[WHAT IS NEEDED]:
Give back exactly the lines of the material below, starting with the line with "fn calendar(unit: Self, multiplier: Option<i64>, raw: &str)" and going on through the line with "let scaled = |unit_seconds: i64|".

[SOURCE DATA]:

──────────────────────────────

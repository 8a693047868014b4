// Partition boundary calculation
//
// Every partition is anchored to midnight. Sub-day widths must divide 24 hours
// so that every calendar day splits identically; calendar widths (day, week,
// month, quarter, year) are single units and anchored by calendar semantics.
// Boundaries are therefore reproducible from any marker without consulting
// previously written state.

use crate::error::{CoreError, Result};
use chrono::{Datelike, Days, Months, NaiveDate, NaiveDateTime, NaiveTime, TimeDelta};
use std::fmt;
use std::str::FromStr;

const SECONDS_PER_DAY: i64 = 86_400;

/// Width of a partition
#[derive(Debug, Clone, Copy, PartialEq, Eq, Hash)]
pub enum Granularity {
    /// Sub-day width in whole seconds, evenly dividing 24 hours
    Fixed { seconds: u32 },
    Day,
    /// Monday 00:00 through Sunday
    Week,
    Month,
    Quarter,
    Year,
}

impl Granularity {
    /// Build a sub-day granularity from a number of seconds.
    ///
    /// A width of exactly one day collapses to [`Granularity::Day`].
    pub fn fixed(seconds: i64) -> Result<Self> {
        if seconds < 1 {
            return Err(CoreError::configuration(format!(
                "granularity of {} seconds is shorter than one second",
                seconds
            )));
        }
        if seconds == SECONDS_PER_DAY {
            return Ok(Self::Day);
        }
        if seconds > SECONDS_PER_DAY {
            return Err(CoreError::configuration(format!(
                "granularity of {} seconds spans several days; use a single calendar unit (D, W, M, Q, Y)",
                seconds
            )));
        }
        if SECONDS_PER_DAY % seconds != 0 {
            return Err(CoreError::configuration(format!(
                "granularity of {} seconds does not evenly divide 24 hours",
                seconds
            )));
        }
        // 0 < seconds < 86_400 here
        Ok(Self::Fixed {
            seconds: seconds as u32,
        })
    }

    /// Check the invariants `fixed` enforces, for values built by hand.
    pub fn validate(&self) -> Result<()> {
        match *self {
            Self::Fixed { seconds } => Self::fixed(i64::from(seconds)).map(|_| ()),
            _ => Ok(()),
        }
    }

    fn calendar(unit: Self, multiplier: Option<i64>, raw: &str) -> Result<Self> {
        match multiplier {
            None | Some(1) => Ok(unit),
            Some(_) => Err(CoreError::configuration(format!(
                "granularity '{}' must be a single calendar unit (no multiplier) because only midnight anchoring is supported",
                raw
            ))),
        }
    }
}

impl FromStr for Granularity {
    type Err = CoreError;

    /// Parse frequency strings such as `2H`, `20T`, `30min`, `D`, `W`, `M`.
    fn from_str(s: &str) -> Result<Self> {
        let raw = s.trim();
        let split = raw
            .find(|c: char| !c.is_ascii_digit())
            .unwrap_or(raw.len());
        let (digits, unit) = raw.split_at(split);

        if unit.is_empty() {
            return Err(CoreError::configuration(format!(
                "granularity '{}' has no unit",
                raw
            )));
        }

        let multiplier = if digits.is_empty() {
            None
        } else {
            Some(digits.parse::<i64>().map_err(|e| {
                CoreError::configuration(format!("granularity '{}' multiplier: {}", raw, e))
            })?)
        };
        let count = multiplier.unwrap_or(1);
        if count == 0 {
            return Err(CoreError::configuration(format!(
                "granularity '{}' has a zero multiplier",
                raw
            )));
        }

        let scaled = |unit_seconds: i64| {
            count.checked_mul(unit_seconds).ok_or_else(|| {
                CoreError::configuration(format!("granularity '{}' is too large", raw))
            })
        };

        match unit {
            "S" | "s" | "sec" => Self::fixed(scaled(1)?),
            "T" | "min" => Self::fixed(scaled(60)?),
            "H" | "h" => Self::fixed(scaled(3_600)?),
            "ms" | "L" | "us" | "U" | "N" | "ns" => Err(CoreError::configuration(format!(
                "granularity '{}' is shorter than one second; partition file names are rounded to the second",
                raw
            ))),
            "D" => Self::calendar(Self::Day, multiplier, raw),
            "W" | "W-SUN" => Self::calendar(Self::Week, multiplier, raw),
            "M" | "MS" | "ME" => Self::calendar(Self::Month, multiplier, raw),
            "Q" | "QS" | "QE" => Self::calendar(Self::Quarter, multiplier, raw),
            "Y" | "A" | "YS" | "AS" | "YE" => Self::calendar(Self::Year, multiplier, raw),
            other => Err(CoreError::configuration(format!(
                "unsupported granularity unit '{}' in '{}'",
                other, raw
            ))),
        }
    }
}

impl fmt::Display for Granularity {
    fn fmt(&self, f: &mut fmt::Formatter<'_>) -> fmt::Result {
        match *self {
            Self::Fixed { seconds } if seconds % 3_600 == 0 => write!(f, "{}H", seconds / 3_600),
            Self::Fixed { seconds } if seconds % 60 == 0 => write!(f, "{}T", seconds / 60),
            Self::Fixed { seconds } => write!(f, "{}S", seconds),
            Self::Day => write!(f, "D"),
            Self::Week => write!(f, "W"),
            Self::Month => write!(f, "M"),
            Self::Quarter => write!(f, "Q"),
            Self::Year => write!(f, "Y"),
        }
    }
}

/// Half-open time range `[start, end)` covered by one partition file
#[derive(Debug, Clone, Copy, PartialEq, Eq, Hash, PartialOrd, Ord)]
pub struct PartitionRange {
    pub start: NaiveDateTime,
    pub end: NaiveDateTime,
}

impl PartitionRange {
    /// The partition containing `marker`
    pub fn containing(marker: NaiveDateTime, granularity: Granularity) -> Result<Self> {
        let start = previous_boundary(marker, granularity)?;
        let end = next_boundary(start, granularity)?;
        Ok(Self { start, end })
    }

    /// Last instant inside the range at nanosecond resolution (`end - 1ns`)
    pub fn last_instant(&self) -> NaiveDateTime {
        self.end - TimeDelta::nanoseconds(1)
    }

    /// Inclusive nanosecond bounds `[start, end - 1ns]`
    pub fn bounds_nanos(&self) -> Result<(i64, i64)> {
        Ok((
            crate::temporal::to_nanos(self.start)?,
            crate::temporal::to_nanos(self.last_instant())?,
        ))
    }

    /// Whole seconds since the Unix epoch of the range start, truncated
    pub fn start_seconds(&self) -> i64 {
        self.start.and_utc().timestamp()
    }

    /// Partition file name derived from the range start
    pub fn file_name(&self) -> String {
        partition_file_name(self.start_seconds())
    }
}

/// `part.<epoch-seconds>.parquet`
pub fn partition_file_name(range_start_seconds: i64) -> String {
    format!("part.{}.parquet", range_start_seconds)
}

/// Start of the midnight-anchored partition containing `marker`.
///
/// For sub-day widths the offset from midnight is floored to a whole number of
/// widths; calendar widths return the calendar period start directly.
pub fn previous_boundary(marker: NaiveDateTime, granularity: Granularity) -> Result<NaiveDateTime> {
    granularity.validate()?;

    let date = marker.date();
    let midnight = date.and_time(NaiveTime::MIN);

    let start = match granularity {
        Granularity::Fixed { seconds } => {
            let width = i64::from(seconds);
            let elapsed = (marker - midnight).num_seconds();
            let n = elapsed / width;
            return Ok(midnight + TimeDelta::seconds(n * width));
        }
        Granularity::Day => Some(date),
        Granularity::Week => {
            let back = u64::from(date.weekday().num_days_from_monday());
            date.checked_sub_days(Days::new(back))
        }
        Granularity::Month => NaiveDate::from_ymd_opt(date.year(), date.month(), 1),
        Granularity::Quarter => {
            let first_month = (date.month0() / 3) * 3 + 1;
            NaiveDate::from_ymd_opt(date.year(), first_month, 1)
        }
        Granularity::Year => NaiveDate::from_ymd_opt(date.year(), 1, 1),
    };

    start
        .map(|d| d.and_time(NaiveTime::MIN))
        .ok_or_else(|| out_of_range(marker))
}

/// Start of the partition following the one starting at `start`
pub fn next_boundary(start: NaiveDateTime, granularity: Granularity) -> Result<NaiveDateTime> {
    let next = match granularity {
        Granularity::Fixed { seconds } => {
            start.checked_add_signed(TimeDelta::seconds(i64::from(seconds)))
        }
        Granularity::Day => start.checked_add_days(Days::new(1)),
        Granularity::Week => start.checked_add_days(Days::new(7)),
        Granularity::Month => start.checked_add_months(Months::new(1)),
        Granularity::Quarter => start.checked_add_months(Months::new(3)),
        Granularity::Year => start.checked_add_months(Months::new(12)),
    };
    next.ok_or_else(|| out_of_range(start))
}

/// Ordered, contiguous partition ranges from the one containing `start_marker`
/// through the one containing `end_marker`.
///
/// Returns an empty list when `end_marker` precedes `start_marker`.
pub fn boundary_sequence(
    start_marker: NaiveDateTime,
    end_marker: NaiveDateTime,
    granularity: Granularity,
) -> Result<Vec<PartitionRange>> {
    granularity.validate()?;
    if end_marker < start_marker {
        return Ok(Vec::new());
    }

    let mut ranges = Vec::new();
    let mut start = previous_boundary(start_marker, granularity)?;
    while start <= end_marker {
        let end = next_boundary(start, granularity)?;
        ranges.push(PartitionRange { start, end });
        start = end;
    }
    Ok(ranges)
}

fn out_of_range(at: NaiveDateTime) -> CoreError {
    CoreError::schema(format!(
        "timestamp {} is outside the supported calendar range",
        at
    ))
}
use super::{LogFormat, RuntimeConfig};
use anyhow::{anyhow, Context, Result};

pub const ENV_PREFIX: &str = "UPSERT2PARQUET_";

/// Abstraction over environment-variable lookups so tests (and embedders) can
/// supply their own source of overrides.
pub trait EnvSource {
    fn get(&self, key: &str) -> Option<String>;

    /// Get an environment variable WITHOUT the UPSERT2PARQUET_ prefix
    /// Used for conventional variables such as RUST_LOG
    fn get_raw(&self, key: &str) -> Option<String>;
}

/// Apply environment-variable overrides (highest priority) to the runtime config.
pub fn apply_env_overrides<E: EnvSource>(config: &mut RuntimeConfig, env: &E) -> Result<()> {
    // Dataset defaults
    if let Some(granularity) = get_env_string(env, "GRANULARITY")? {
        config.dataset.granularity = Some(granularity);
    }
    if let Some(group_on) = get_env_string(env, "GROUP_ON")? {
        config.dataset.group_on = Some(group_on);
    }
    if let Some(columns) = get_env_list(env, "DROP_DUPLICATES_ON")? {
        config.dataset.drop_duplicates_on = Some(columns);
    }
    if let Some(val) = get_env_bool(env, "APPEND")? {
        config.dataset.append = val;
    }

    // Parquet encoding
    if let Some(row_group_size) = get_env_usize(env, "PARQUET_ROW_GROUP_SIZE")? {
        config.storage.parquet_row_group_size = row_group_size;
    }
    if let Some(compression) = get_env_string(env, "COMPRESSION")? {
        config.storage.compression = compression
            .parse()
            .context("Invalid UPSERT2PARQUET_COMPRESSION value")?;
    }

    // Logging: prefixed variable first, then the conventional RUST_LOG
    if let Some(level) = get_env_string(env, "LOG_LEVEL")? {
        config.logging.log_level = level;
    } else if let Some(level) = get_raw_env_string(env, "RUST_LOG")? {
        config.logging.log_level = level;
    }
    if let Some(format) = get_env_string(env, "LOG_FORMAT")? {
        config.logging.log_format = match format.to_lowercase().as_str() {
            "json" => LogFormat::Json,
            _ => LogFormat::Text,
        };
    }

    Ok(())
}

fn get_env_string<E: EnvSource>(env: &E, key: &str) -> Result<Option<String>> {
    Ok(env.get(key))
}

fn get_raw_env_string<E: EnvSource>(env: &E, key: &str) -> Result<Option<String>> {
    Ok(env.get_raw(key))
}

/// Comma-separated list; blank entries are dropped
fn get_env_list<E: EnvSource>(env: &E, key: &str) -> Result<Option<Vec<String>>> {
    Ok(get_env_string(env, key)?.map(|val| {
        val.split(',')
            .map(str::trim)
            .filter(|s| !s.is_empty())
            .map(str::to_string)
            .collect()
    }))
}

fn get_env_usize<E: EnvSource>(env: &E, key: &str) -> Result<Option<usize>> {
    match get_env_string(env, key)? {
        Some(val) => {
            let parsed = val
                .parse::<usize>()
                .map_err(|e| anyhow!("Failed to parse {}{}: {}", ENV_PREFIX, key, e))?;
            Ok(Some(parsed))
        }
        None => Ok(None),
    }
}

fn get_env_bool<E: EnvSource>(env: &E, key: &str) -> Result<Option<bool>> {
    match get_env_string(env, key)? {
        Some(val) => {
            let parsed = val.parse::<bool>().map_err(|e| {
                anyhow!(
                    "Failed to parse {}{} (expected bool): {}",
                    ENV_PREFIX,
                    key,
                    e
                )
            })?;
            Ok(Some(parsed))
        }
        None => Ok(None),
    }
}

──────────────────────────────

[WRITTEN RESPONSE]:
    fn calendar(unit: Self, multiplier: Option<i64>, raw: &str) -> Result<Self> {
        match multiplier {
            None | Some(1) => Ok(unit),
            Some(_) => Err(CoreError::configuration(format!(
                "granularity '{}' must be a single calendar unit (no multiplier) because only midnight anchoring is supported",
                raw
            ))),
        }
    }
}

impl FromStr for Granularity {
    type Err = CoreError;

    /// Parse frequency strings such as `2H`, `20T`, `30min`, `D`, `W`, `M`.
    fn from_str(s: &str) -> Result<Self> {
        let raw = s.trim();
        let split = raw
            .find(|c: char| !c.is_ascii_digit())
            .unwrap_or(raw.len());
        let (digits, unit) = raw.split_at(split);

        if unit.is_empty() {
            return Err(CoreError::configuration(format!(
                "granularity '{}' has no unit",
                raw
            )));
        }

        let multiplier = if digits.is_empty() {
            None
        } else {
            Some(digits.parse::<i64>().map_err(|e| {
                CoreError::configuration(format!("granularity '{}' multiplier: {}", raw, e))
            })?)
        };
        let count = multiplier.unwrap_or(1);
        if count == 0 {
            return Err(CoreError::configuration(format!(
                "granularity '{}' has a zero multiplier",
                raw
            )));
        }

        let scaled = |unit_seconds: i64| {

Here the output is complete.